Lindsay se quedó callada. Estaba en una silla, con las muñecas aún atadas y la cabeza cubierta con una bolsa que la mantenía a oscuras. Su secuestrador estaba en alguna parte, tras ella.
– Así que por fin se ha dado cuenta de que es un juego, ¿no?
– Usted sabe que sólo es cuestión de tiempo que lo atrapen. -Mantuvo la voz firme y procuró con todas sus fuerzas sofocar el terror que empezaba a agitarse dentro de ella. Debía pensar claramente y no desvelar ninguna información que pudiera ayudar a su secuestrador-. Sobre todo ahora. Los secuestradores que se quedan demasiado tiempo en un mismo sitio se pintan a sí mismos de neón.
– Bueno, imagino que por ahora estoy a salvo. -Su tono se hizo relajado, casi locuaz-. No tengo ninguna relación con Golden, ¿sabes? Ningún vínculo con ninguno de vosotros.
– Entonces somos víctimas elegidas al azar, ¿no?
– Desde luego que no. No, todos vosotros fuisteis elegidos con sumo cuidado. Cada uno de mis invitados ha sido un elemento importante del juego.

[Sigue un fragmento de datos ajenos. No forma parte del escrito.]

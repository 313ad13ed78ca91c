//! Calendar-day boundaries expressed as epoch milliseconds.

use chrono::{DateTime, Days, Local, NaiveDate, NaiveTime, TimeDelta, TimeZone, Utc};

/// Current time in epoch milliseconds.
pub fn now_millis() -> i64 { Utc::now().timestamp_millis() }

/// The inclusive millisecond span of one calendar day in some time zone:
/// `start` is local midnight, `end` is one millisecond before the next
/// local midnight.
#[derive(Debug, Clone, Copy, PartialEq, Eq)]
pub struct LocalDay {
  pub start: i64,
  pub end:   i64,
}

impl LocalDay {
  /// The day containing the current instant in the system time zone.
  pub fn today() -> Self { Self::containing(&Local::now()) }

  /// The day containing `instant`, in `instant`'s own time zone.
  pub fn containing<Tz: TimeZone>(instant: &DateTime<Tz>) -> Self {
    Self::of(instant.date_naive(), &instant.timezone())
  }

  pub fn of<Tz: TimeZone>(date: NaiveDate, tz: &Tz) -> Self {
    let start = day_start(date, tz);
    let end = date
      .checked_add_days(Days::new(1))
      .map(|next| day_start(next, tz) - 1)
      .unwrap_or(i64::MAX);
    Self { start, end }
  }

  pub fn contains(&self, timestamp: i64) -> bool {
    (self.start..=self.end).contains(&timestamp)
  }
}

/// First instant of `date` in `tz`. Where a DST transition skips midnight,
/// the day starts at the first local time that exists.
fn day_start<Tz: TimeZone>(date: NaiveDate, tz: &Tz) -> i64 {
  let midnight = date.and_time(NaiveTime::MIN);
  (0..=3)
    .find_map(|hours| {
      tz.from_local_datetime(&(midnight + TimeDelta::hours(hours)))
        .earliest()
    })
    .map(|dt| dt.timestamp_millis())
    .unwrap_or_else(|| midnight.and_utc().timestamp_millis())
}

#[cfg(test)]
mod tests {
  use chrono::FixedOffset;

  use super::*;

  const HOUR: i64 = 3_600_000;

  #[test]
  fn utc_day_spans_whole_day() {
    let date = NaiveDate::from_ymd_opt(2024, 3, 10).unwrap();
    let day = LocalDay::of(date, &Utc);

    assert_eq!(day.start, 1_710_028_800_000);
    assert_eq!(day.end - day.start, 24 * HOUR - 1);
  }

  #[test]
  fn offset_shifts_boundaries() {
    let tz = FixedOffset::east_opt(8 * 3600).unwrap();
    let date = NaiveDate::from_ymd_opt(2024, 3, 10).unwrap();
    let day = LocalDay::of(date, &tz);

    assert_eq!(day.start, 1_710_028_800_000 - 8 * HOUR);
  }

  #[test]
  fn bounds_are_inclusive() {
    let date = NaiveDate::from_ymd_opt(2024, 1, 1).unwrap();
    let day = LocalDay::of(date, &Utc);

    assert!(day.contains(day.start));
    assert!(day.contains(day.end));
    assert!(!day.contains(day.start - 1));
    assert!(!day.contains(day.end + 1));
  }

  #[test]
  fn containing_uses_instants_zone() {
    let tz = FixedOffset::west_opt(5 * 3600).unwrap();
    // 2024-01-02 02:00 UTC is still 2024-01-01 at UTC-5.
    let instant = Utc
      .with_ymd_and_hms(2024, 1, 2, 2, 0, 0)
      .unwrap()
      .with_timezone(&tz);
    let day = LocalDay::containing(&instant);

    let expected = LocalDay::of(NaiveDate::from_ymd_opt(2024, 1, 1).unwrap(), &tz);
    assert_eq!(day, expected);
    assert!(day.contains(instant.timestamp_millis()));
  }

  #[test]
  fn today_contains_now() {
    assert!(LocalDay::today().contains(now_millis()));
  }
}
//! The `LocalStore` trait.
//!
//! Implemented by storage backends (e.g. `nosmoke-store-sqlite`). Callers such
//! as the `nosmoke` CLI depend on this abstraction, not on a concrete backend.

use std::future::Future;

use crate::{
  entry::{Collection, Entry, Index, IndexKey, KeyRange},
  record::Record,
};

/// Persistent storage for cigarettes and smoking records.
///
/// Every operation touches exactly one collection. Sequences of calls are not
/// atomic: a failure between "add cigarette" and "add record" leaves the
/// first write in place.
///
/// Misses are not errors. Lookups return `None` or an empty `Vec`.
///
/// All methods return `Send` futures so the trait can be used in
/// multi-threaded async runtimes.
pub trait LocalStore: Send + Sync {
  type Error: std::error::Error + Send + Sync + 'static;

  // ── Generic operations ──────────────────────────────────────────────────

  /// Insert `entry` into its collection and return the assigned id.
  ///
  /// The entry must not carry an id; ids only ever increase and are never
  /// reused within a collection.
  fn add(&self, entry: Entry) -> impl Future<Output = Result<i64, Self::Error>> + Send + '_;

  /// Every entry in `collection`, in primary-key order.
  fn get_all(
    &self,
    collection: Collection,
  ) -> impl Future<Output = Result<Vec<Entry>, Self::Error>> + Send + '_;

  fn get(
    &self,
    collection: Collection,
    id: i64,
  ) -> impl Future<Output = Result<Option<Entry>, Self::Error>> + Send + '_;

  /// Replace the entry stored under `entry`'s id, inserting it if absent.
  /// The entry must carry an id.
  fn update(&self, entry: Entry) -> impl Future<Output = Result<(), Self::Error>> + Send + '_;

  /// Remove an entry. Deleting an id that does not exist succeeds.
  fn delete(
    &self,
    collection: Collection,
    id: i64,
  ) -> impl Future<Output = Result<(), Self::Error>> + Send + '_;

  /// Entries whose indexed field equals `key`, in primary-key order.
  fn get_by_index(
    &self,
    index: Index,
    key: IndexKey,
  ) -> impl Future<Output = Result<Vec<Entry>, Self::Error>> + Send + '_;

  /// Entries whose indexed field lies within `range`, in index order.
  fn get_by_index_range(
    &self,
    index: Index,
    range: KeyRange,
  ) -> impl Future<Output = Result<Vec<Entry>, Self::Error>> + Send + '_;

  // ── Record queries ──────────────────────────────────────────────────────

  /// The record with the greatest `timestamp`, if any.
  fn get_latest_record(
    &self,
  ) -> impl Future<Output = Result<Option<Record>, Self::Error>> + Send + '_;

  /// Records whose `timestamp` falls on the current local calendar day.
  fn get_today_records(
    &self,
  ) -> impl Future<Output = Result<Vec<Record>, Self::Error>> + Send + '_;

  /// Records with `start <= timestamp <= end`, in timestamp order.
  /// `start > end` yields nothing.
  fn get_records_by_date_range(
    &self,
    start: i64,
    end: i64,
  ) -> impl Future<Output = Result<Vec<Record>, Self::Error>> + Send + '_;
}
//! Collections, the entries they hold, and their secondary indices.

use serde::{Deserialize, Serialize};
use strum::{AsRefStr, Display};

use crate::{
  Error, Result,
  cigarette::Cigarette,
  record::{Record, RecordKind},
};

// ─── Collection ──────────────────────────────────────────────────────────────

/// A named, independently-keyed container of entries. The string form is the
/// name of the backing table.
#[derive(
  Debug, Clone, Copy, PartialEq, Eq, Hash, Serialize, Deserialize, Display, AsRefStr,
)]
#[serde(rename_all = "lowercase")]
#[strum(serialize_all = "lowercase")]
pub enum Collection {
  Cigarettes,
  Records,
}

impl Collection {
  pub const ALL: [Collection; 2] = [Collection::Cigarettes, Collection::Records];

  /// Secondary indices defined over this collection.
  pub fn indices(self) -> &'static [Index] {
    match self {
      Self::Cigarettes => &[Index::CigaretteName, Index::CigaretteCreatedAt],
      Self::Records => &[
        Index::RecordTimestamp,
        Index::RecordKind,
        Index::RecordCigaretteId,
      ],
    }
  }
}

// ─── Entry ───────────────────────────────────────────────────────────────────

/// A value stored in one of the two collections.
#[derive(Debug, Clone, PartialEq, Serialize, Deserialize)]
#[serde(tag = "collection", content = "value", rename_all = "lowercase")]
pub enum Entry {
  Cigarette(Cigarette),
  Record(Record),
}

impl Entry {
  pub fn collection(&self) -> Collection {
    match self {
      Self::Cigarette(_) => Collection::Cigarettes,
      Self::Record(_) => Collection::Records,
    }
  }

  pub fn id(&self) -> Option<i64> {
    match self {
      Self::Cigarette(c) => c.id,
      Self::Record(r) => r.id,
    }
  }

  /// The same entry carrying `id` as its primary key.
  pub fn with_id(mut self, id: i64) -> Self {
    match &mut self {
      Self::Cigarette(c) => c.id = Some(id),
      Self::Record(r) => r.id = Some(id),
    }
    self
  }

  pub fn into_cigarette(self) -> Option<Cigarette> {
    match self {
      Self::Cigarette(c) => Some(c),
      Self::Record(_) => None,
    }
  }

  pub fn into_record(self) -> Option<Record> {
    match self {
      Self::Record(r) => Some(r),
      Self::Cigarette(_) => None,
    }
  }
}

impl From<Cigarette> for Entry {
  fn from(c: Cigarette) -> Self { Self::Cigarette(c) }
}

impl From<Record> for Entry {
  fn from(r: Record) -> Self { Self::Record(r) }
}

// ─── Index ───────────────────────────────────────────────────────────────────

/// A non-unique secondary index over one field of a collection.
#[derive(
  Debug, Clone, Copy, PartialEq, Eq, Hash, Serialize, Deserialize, Display, AsRefStr,
)]
#[serde(rename_all = "snake_case")]
#[strum(serialize_all = "snake_case")]
pub enum Index {
  CigaretteName,
  CigaretteCreatedAt,
  RecordTimestamp,
  RecordKind,
  RecordCigaretteId,
}

impl Index {
  pub fn collection(self) -> Collection {
    match self {
      Self::CigaretteName | Self::CigaretteCreatedAt => Collection::Cigarettes,
      Self::RecordTimestamp | Self::RecordKind | Self::RecordCigaretteId => {
        Collection::Records
      }
    }
  }

  /// Name of the indexed field; also the backing column name.
  pub fn field(self) -> &'static str {
    match self {
      Self::CigaretteName => "name",
      Self::CigaretteCreatedAt => "created_at",
      Self::RecordTimestamp => "timestamp",
      Self::RecordKind => "kind",
      Self::RecordCigaretteId => "cigarette_id",
    }
  }

  /// Reject keys whose type cannot match the indexed field.
  pub fn check(self, key: &IndexKey) -> Result<()> {
    let expected = match self {
      Self::CigaretteName => "text",
      Self::CigaretteCreatedAt | Self::RecordTimestamp | Self::RecordCigaretteId => {
        "integer"
      }
      Self::RecordKind => "record kind",
    };

    let ok = matches!(
      (self, key),
      (Self::CigaretteName, IndexKey::Text(_))
        | (
          Self::CigaretteCreatedAt | Self::RecordTimestamp | Self::RecordCigaretteId,
          IndexKey::Integer(_)
        )
        | (Self::RecordKind, IndexKey::Kind(_))
    );

    if ok {
      Ok(())
    } else {
      Err(Error::IndexKeyMismatch { index: self, expected })
    }
  }
}

/// A value looked up in an [`Index`].
#[derive(Debug, Clone, PartialEq)]
pub enum IndexKey {
  Integer(i64),
  Text(String),
  Kind(RecordKind),
}

impl From<i64> for IndexKey {
  fn from(v: i64) -> Self { Self::Integer(v) }
}

impl From<&str> for IndexKey {
  fn from(v: &str) -> Self { Self::Text(v.to_owned()) }
}

impl From<String> for IndexKey {
  fn from(v: String) -> Self { Self::Text(v) }
}

impl From<RecordKind> for IndexKey {
  fn from(v: RecordKind) -> Self { Self::Kind(v) }
}

// ─── KeyRange ────────────────────────────────────────────────────────────────

/// Inclusive bounds over an index. A missing bound is open.
///
/// A range whose lower bound exceeds its upper bound matches nothing.
#[derive(Debug, Clone, Default, PartialEq)]
pub struct KeyRange {
  pub lower: Option<IndexKey>,
  pub upper: Option<IndexKey>,
}

impl KeyRange {
  /// Every key between `lower` and `upper`, both included.
  pub fn bound(lower: impl Into<IndexKey>, upper: impl Into<IndexKey>) -> Self {
    Self {
      lower: Some(lower.into()),
      upper: Some(upper.into()),
    }
  }

  pub fn at_least(lower: impl Into<IndexKey>) -> Self {
    Self { lower: Some(lower.into()), upper: None }
  }

  pub fn at_most(upper: impl Into<IndexKey>) -> Self {
    Self { lower: None, upper: Some(upper.into()) }
  }

  /// Validate both bounds against `index`.
  pub fn check(&self, index: Index) -> Result<()> {
    for key in self.lower.iter().chain(self.upper.iter()) {
      index.check(key)?;
    }
    Ok(())
  }
}

#[cfg(test)]
mod tests {
  use super::*;

  #[test]
  fn collection_names_are_table_names() {
    assert_eq!(Collection::Cigarettes.to_string(), "cigarettes");
    assert_eq!(Collection::Records.as_ref(), "records");
  }

  #[test]
  fn every_index_belongs_to_its_collection() {
    for collection in Collection::ALL {
      for index in collection.indices() {
        assert_eq!(index.collection(), collection, "{index}");
      }
    }
  }

  #[test]
  fn entry_accessors() {
    let entry = Entry::from(Cigarette::new("Camel", 30.0, 20, 0));
    assert_eq!(entry.collection(), Collection::Cigarettes);
    assert_eq!(entry.id(), None);

    let entry = entry.with_id(4);
    assert_eq!(entry.id(), Some(4));
    assert!(entry.clone().into_record().is_none());
    assert_eq!(entry.into_cigarette().unwrap().id, Some(4));
  }

  #[test]
  fn index_key_types_are_checked() {
    assert!(Index::CigaretteName.check(&"Camel".into()).is_ok());
    assert!(Index::RecordTimestamp.check(&100_i64.into()).is_ok());
    assert!(Index::RecordKind.check(&RecordKind::Share.into()).is_ok());

    let err = Index::RecordCigaretteId.check(&"1".into()).unwrap_err();
    assert!(matches!(
      err,
      Error::IndexKeyMismatch { index: Index::RecordCigaretteId, expected: "integer" }
    ));
    assert!(Index::RecordKind.check(&"smoke".into()).is_err());
  }

  #[test]
  fn key_range_checks_both_bounds() {
    assert!(KeyRange::bound(1_i64, 2_i64).check(Index::RecordTimestamp).is_ok());
    assert!(KeyRange::at_most(2_i64).check(Index::RecordTimestamp).is_ok());
    assert!(
      KeyRange::bound(1_i64, "x")
        .check(Index::RecordTimestamp)
        .is_err()
    );
  }

  #[test]
  fn entry_serialises_with_collection_tag() {
    let entry = Entry::from(Record::new(1, "Camel", RecordKind::Smoke, 10, 11));
    let json = serde_json::to_value(&entry).unwrap();
    assert_eq!(json["collection"], "record");
    assert_eq!(json["value"]["kind"], "smoke");
  }
}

– Seguro que fue un gran consuelo para ellos.
Él se echó a reír. Se rio, divertido.
Y ello no dio a Lindsay ni un asomo de esperanza.
– Está bien que tengas sentido del humor -le dijo él-. El sentido del humor es de gran ayuda para afrontar la vida.
– ¿Y para afrontar la muerte?
– Eso lo descubrirás tú antes que yo -contestó él alegremente.